▶ EXTRACTED ENTRIES

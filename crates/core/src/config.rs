//! Service configuration loaded from TOML
//!
//! Every section is optional; missing keys take the defaults below.

use std::path::{Path, PathBuf};
use std::time::Duration;

use directories::ProjectDirs;
use serde::{Deserialize, Serialize};

use crate::error::{Error, Result};
use crate::models::DEFAULT_KEY_LENGTH;
use crate::room::{RoomRules, DEFAULT_MAX_ARGUMENT_CHARS, DEFAULT_ROUNDS};

#[derive(Debug, Clone, Default, PartialEq, Serialize, Deserialize)]
#[serde(default)]
pub struct AgoraConfig {
    pub server: ServerConfig,
    pub debate: DebateConfig,
    pub oracle: OracleConfig,
    pub storage: StorageConfig,
}

#[derive(Debug, Clone, PartialEq, Eq, Serialize, Deserialize)]
#[serde(default)]
pub struct ServerConfig {
    pub host: String,
    pub port: u16,
}

impl Default for ServerConfig {
    fn default() -> Self {
        Self {
            host: "127.0.0.1".to_string(),
            port: 7420,
        }
    }
}

#[derive(Debug, Clone, PartialEq, Eq, Serialize, Deserialize)]
#[serde(default)]
pub struct DebateConfig {
    /// Rounds per participant when a room does not ask for a count
    pub rounds: u32,
    /// Upper bound on a requested round count
    pub max_rounds: u32,
    pub room_key_length: usize,
    pub max_argument_chars: usize,
    /// Only registered players may create or join rooms
    pub require_registered_players: bool,
}

impl Default for DebateConfig {
    fn default() -> Self {
        Self {
            rounds: DEFAULT_ROUNDS,
            max_rounds: 20,
            room_key_length: DEFAULT_KEY_LENGTH,
            max_argument_chars: DEFAULT_MAX_ARGUMENT_CHARS,
            require_registered_players: true,
        }
    }
}

impl DebateConfig {
    /// Rules for a new room, validating a requested round count
    pub fn rules(&self, rounds: Option<u32>) -> Result<RoomRules> {
        let rounds_target = rounds.unwrap_or(self.rounds);
        if rounds_target == 0 || rounds_target > self.max_rounds {
            return Err(Error::Validation(format!(
                "rounds must be between 1 and {}, got {}",
                self.max_rounds, rounds_target
            )));
        }
        Ok(RoomRules {
            rounds_target,
            max_argument_chars: self.max_argument_chars,
        })
    }
}

#[derive(Debug, Clone, PartialEq, Serialize, Deserialize)]
#[serde(default)]
pub struct OracleConfig {
    pub api_url: String,
    pub model: String,
    /// Environment variable holding the API key
    pub api_key_env: String,
    pub temperature: f32,
    pub timeout_secs: u64,
}

impl Default for OracleConfig {
    fn default() -> Self {
        Self {
            api_url: "https://openrouter.ai/api/v1/chat/completions".to_string(),
            model: "openai/gpt-4o-mini".to_string(),
            api_key_env: "OPENROUTER_API_KEY".to_string(),
            temperature: 0.7,
            timeout_secs: 30,
        }
    }
}

impl OracleConfig {
    pub fn timeout(&self) -> Duration {
        Duration::from_secs(self.timeout_secs)
    }
}

#[derive(Debug, Clone, Default, PartialEq, Eq, Serialize, Deserialize)]
#[serde(default)]
pub struct StorageConfig {
    pub data_dir: Option<PathBuf>,
    pub archive_dir: Option<PathBuf>,
}

impl StorageConfig {
    /// Configured data directory, else the platform data directory
    pub fn data_dir(&self) -> Result<PathBuf> {
        if let Some(dir) = &self.data_dir {
            return Ok(dir.clone());
        }
        let dirs = ProjectDirs::from("dev", "agora", "agora")
            .ok_or_else(|| Error::Config("could not determine data directory".into()))?;
        Ok(dirs.data_dir().to_path_buf())
    }

    pub fn database_path(&self) -> Result<PathBuf> {
        Ok(self.data_dir()?.join("agora.db"))
    }

    pub fn archive_dir(&self) -> Result<PathBuf> {
        match &self.archive_dir {
            Some(dir) => Ok(dir.clone()),
            None => Ok(self.data_dir()?.join("debates")),
        }
    }
}

impl AgoraConfig {
    /// Read and validate a config file
    pub fn load(path: &Path) -> Result<Self> {
        let content = std::fs::read_to_string(path)?;
        Self::from_toml(&content)
    }

    pub fn from_toml(content: &str) -> Result<Self> {
        let config: AgoraConfig = toml::from_str(content)?;
        config.validate()?;
        Ok(config)
    }

    pub fn validate(&self) -> Result<()> {
        let debate = &self.debate;
        if debate.max_rounds == 0 {
            return Err(Error::Config("debate.max_rounds must be positive".into()));
        }
        if debate.rounds == 0 || debate.rounds > debate.max_rounds {
            return Err(Error::Config(format!(
                "debate.rounds must be between 1 and {}",
                debate.max_rounds
            )));
        }
        if debate.room_key_length == 0 {
            return Err(Error::Config("debate.room_key_length must be positive".into()));
        }
        if debate.max_argument_chars == 0 {
            return Err(Error::Config("debate.max_argument_chars must be positive".into()));
        }
        if self.oracle.timeout_secs == 0 {
            return Err(Error::Config("oracle.timeout_secs must be positive".into()));
        }
        Ok(())
    }
}
use iouvis::config::VisualizerConfig;
use iouvis::events::HostEvent;
use iouvis::fields::{Coordinate, FieldId, Unit};
use iouvis::logging::{init_logging, parse_level};
use iouvis::metrics::format_threshold;
use iouvis::model::IouModel;
use iouvis::render::backend_svg::SvgRenderer;
use iouvis::render::renderer::CommandRenderer;
use iouvis::result::IouvisResult;
use iouvis::scene::BoxName;
use iouvis::types::Point;
use log::{error, info};
use std::fs::File;
use std::io::BufWriter;
use std::path::Path;

fn main() {
    if let Err(error) = main_internal() {
        error!("Aborted with error: {:?}", error);
        std::process::exit(1);
    }
}

/// Usage: `sandbox [config.ron] [output.svg]`
fn main_internal() -> IouvisResult<()> {
    let mut args = std::env::args().skip(1);
    let config = match args.next() {
        Some(path) => VisualizerConfig::load(Path::new(&path))?,
        None => VisualizerConfig::default(),
    };
    let output = args.next().unwrap_or_else(|| "iou-sandbox.svg".to_string());
    init_logging(parse_level(&config.log_level)?)?;
    info!("IoU Sandbox starting");

    let mut model = IouModel::new(config)?;
    for event in session() {
        if model.handle_event(&event) {
            let metrics = model.metrics();
            info!(
                "{:?}: IoU {:.3} vs {} ({})",
                event.kind(),
                metrics.iou,
                format_threshold(model.threshold()),
                model.threshold_status().label()
            );
        }
    }

    let probe = Point::new(230.0, 180.0);
    if let Some(tooltip) = model.hover(probe).tooltip() {
        info!("Tooltip at ({}, {}): {}", probe.x, probe.y, tooltip);
    }
    info!("Final metrics:\n{}", model.metrics().display());

    let file = File::create(&output)?;
    let mut renderer = SvgRenderer::new(model.config().viewport, BufWriter::new(file));
    renderer.render(&model.render())?;
    renderer.finish()?;
    info!("Wrote '{}'", output);
    Ok(())
}

/// Drags box 1 onto box 2, resizes it, then fine tunes box 2 through its fields
fn session() -> Vec<HostEvent> {
    vec![
        HostEvent::pointer_down(Point::new(120.0, 100.0)),
        HostEvent::pointer_move(Point::new(180.0, 160.0)),
        HostEvent::pointer_move(Point::new(260.0, 220.0)),
        HostEvent::pointer_up(),
        HostEvent::pointer_down(Point::new(360.0, 270.0)),
        HostEvent::pointer_move(Point::new(400.0, 290.0)),
        HostEvent::pointer_leave(),
        HostEvent::select_box(BoxName::Box2),
        HostEvent::field_edit(
            FieldId::new(BoxName::Box2, Coordinate::X, Unit::Pixel),
            "220",
        ),
        HostEvent::field_edit(
            FieldId::new(BoxName::Box2, Coordinate::W, Unit::Percent),
            "30%",
        ),
        HostEvent::set_threshold(0.6),
    ]
}
use crate::types::{Color, Float, Point, Rect};

#[derive(Clone, Debug, PartialEq)]
pub enum RenderCommand {
    Save,
    Restore,
    SetStrokeColor(Color),
    SetFillColor(Color),
    SetStrokeWidth(Float),
    /// Dash pattern for subsequent strokes, empty for solid lines
    SetLineDash(Vec<Float>),
    Line { start: Point, end: Point },
    FillRect { rect: Rect },
    StrokeRect { rect: Rect },
}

▶ TASK OBJECTIVE
Among the records, find every line holding the word "Unit" and copy it.

▶ EXERCISE ANSWER
use iouvis::fields::{Coordinate, FieldId, Unit};
            FieldId::new(BoxName::Box2, Coordinate::X, Unit::Pixel),
            FieldId::new(BoxName::Box2, Coordinate::W, Unit::Percent),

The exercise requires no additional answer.